Este enfoque amplía la experiencia de un médico y ahorra tiempo, lo que permite una atención médica más rápida, más barata y más efectiva. El tratamiento real puede no ser más barato, pero los pacientes pagarán menos por el tiempo de los médicos.
Así que simplemente integramos AI en la detección, el diagnóstico y el tratamiento. ¿Qué nos estamos perdiendo? Cuidado preventivo!
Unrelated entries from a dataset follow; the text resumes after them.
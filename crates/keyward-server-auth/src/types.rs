// Copyright (c) 2025 Geoffrey Huntley <ghuntley@ghuntley.com>. All rights reserved.
// SPDX-License-Identifier: Proprietary

//! Normalized identity claims and the auth result handed back to the host.

use serde::{Deserialize, Serialize};
use serde_json::{Map, Value};
use std::collections::BTreeMap;
use std::fmt;
use std::time::Duration;

use crate::fields::duration_secs;

/// Authentication methods served by keyward backends.
#[derive(Debug, Clone, Copy, PartialEq, Eq, Hash, Serialize, Deserialize)]
#[serde(rename_all = "kebab-case")]
pub enum AuthMethod {
	Ec2InstanceIdentity,
	IamCallerIdentity,
	ChefNode,
	RadiusUser,
	AzureMsi,
	HttpBasic,
}

impl AuthMethod {
	pub fn as_str(&self) -> &'static str {
		match self {
			AuthMethod::Ec2InstanceIdentity => "ec2-instance-identity",
			AuthMethod::IamCallerIdentity => "iam-caller-identity",
			AuthMethod::ChefNode => "chef-node",
			AuthMethod::RadiusUser => "radius-user",
			AuthMethod::AzureMsi => "azure-msi",
			AuthMethod::HttpBasic => "http-basic",
		}
	}
}

impl fmt::Display for AuthMethod {
	fn fmt(&self, f: &mut fmt::Formatter<'_>) -> fmt::Result {
		f.write_str(self.as_str())
	}
}

/// A single- or multi-valued claim attribute.
#[derive(Debug, Clone, PartialEq, Eq, Serialize, Deserialize)]
#[serde(untagged)]
pub enum ClaimValue {
	Text(String),
	List(Vec<String>),
}

/// Identity statement produced by a verifier.
#[derive(Debug, Clone, PartialEq, Eq, Serialize, Deserialize)]
pub struct PrincipalClaim {
	pub method: AuthMethod,
	pub subject: String,
	pub candidate_role_name: Option<String>,
	pub attributes: BTreeMap<String, ClaimValue>,
	pub supplied_nonce: Option<String>,
	pub supplied_role_tag_value: Option<String>,
}

impl PrincipalClaim {
	pub fn new(method: AuthMethod, subject: impl Into<String>) -> Self {
		Self {
			method,
			subject: subject.into(),
			candidate_role_name: None,
			attributes: BTreeMap::new(),
			supplied_nonce: None,
			supplied_role_tag_value: None,
		}
	}

	pub fn with_text(mut self, key: &str, value: impl Into<String>) -> Self {
		self.attributes
			.insert(key.to_string(), ClaimValue::Text(value.into()));
		self
	}

	pub fn with_list(mut self, key: &str, values: Vec<String>) -> Self {
		self.attributes
			.insert(key.to_string(), ClaimValue::List(values));
		self
	}

	pub fn with_candidate_role(mut self, role: impl Into<String>) -> Self {
		self.candidate_role_name = Some(role.into());
		self
	}

	pub fn text(&self, key: &str) -> Option<&str> {
		match self.attributes.get(key) {
			Some(ClaimValue::Text(v)) => Some(v.as_str()),
			_ => None,
		}
	}

	pub fn list(&self, key: &str) -> &[String] {
		match self.attributes.get(key) {
			Some(ClaimValue::List(v)) => v.as_slice(),
			_ => &[],
		}
	}
}

/// Result of a successful login or renewal.
#[derive(Debug, Clone, Default, PartialEq, Serialize, Deserialize)]
pub struct Auth {
	pub policies: Vec<String>,
	pub metadata: BTreeMap<String, String>,
	#[serde(with = "duration_secs")]
	pub ttl: Duration,
	#[serde(default, with = "duration_secs")]
	pub max_ttl: Duration,
	#[serde(default, with = "duration_secs")]
	pub period: Duration,
	pub renewable: bool,
	pub display_name: String,
	#[serde(default)]
	pub internal_data: Map<String, Value>,
}

impl Auth {
	pub fn internal_str(&self, key: &str) -> Option<&str> {
		self.internal_data.get(key).and_then(Value::as_str)
	}

	pub fn set_internal(&mut self, key: &str, value: impl Into<Value>) {
		self.internal_data.insert(key.to_string(), value.into());
	}
}

#[cfg(test)]
mod tests {
	use super::*;

	#[test]
	fn claim_accessors() {
		let claim = PrincipalClaim::new(AuthMethod::AzureMsi, "oid-1")
			.with_text("location", "westus")
			.with_list("groups", vec!["g1".into(), "g2".into()]);
		assert_eq!(claim.text("location"), Some("westus"));
		assert_eq!(claim.list("groups").len(), 2);
		assert!(claim.list("location").is_empty());
		assert!(claim.text("groups").is_none());
	}

	#[test]
	fn method_serializes_kebab_case() {
		let json = serde_json::to_string(&AuthMethod::Ec2InstanceIdentity).unwrap();
		assert_eq!(json, "\"ec2-instance-identity\"");
		assert_eq!(AuthMethod::HttpBasic.to_string(), "http-basic");
	}

	#[test]
	fn auth_roundtrips_through_json() {
		let mut auth = Auth {
			policies: vec!["default".into()],
			ttl: Duration::from_secs(60),
			renewable: true,
			..Default::default()
		};
		auth.set_internal("instance_id", "i-1");
		let json = serde_json::to_value(&auth).unwrap();
		assert_eq!(json["ttl"], 60);
		let back: Auth = serde_json::from_value(json).unwrap();
		assert_eq!(back.internal_str("instance_id"), Some("i-1"));
	}
}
¿Recuerdas ese modelo que determina tu factor de riesgo? Ese modelo es una función. Una función diferenciable. Eso significa que tiene un gradiente. Si ingresa su información y calcula el gradiente en ese punto, puede decirle cómo reducir su riesgo predicho (no real) de la manera más eficiente posible. Por supuesto, no todas las cosas son fáciles. Cambiar su historial familiar, por ejemplo, no es una tarea simple. Por lo tanto, podemos simplemente ponderar cada factor según cuán factible sea y terminar con la forma de mínimo esfuerzo para prevenir el cáncer. Los resultados pueden variar.
Ahora sabe cómo reducir su riesgo de cáncer, lo encontrará antes si lo tiene, pagará menos por un diagnóstico más preciso y obtendrá un tratamiento más efectivo.
¿Te imaginas lo que eso le haría a la tasa de mortalidad?
¡Y hay mucho más por hacer! Mi propia investigación usó IA para reconstruir imágenes en 3D de la cavidad torácica de un paciente a partir de rayos X en tiempo real para el tratamiento del cáncer de pulmón. Otros están trabajando en IA para diseñar medicamentos personalizados para su ADN. Hay una tremenda cantidad de posibilidades. Si algo no es una mejora, simplemente no podemos usarlo.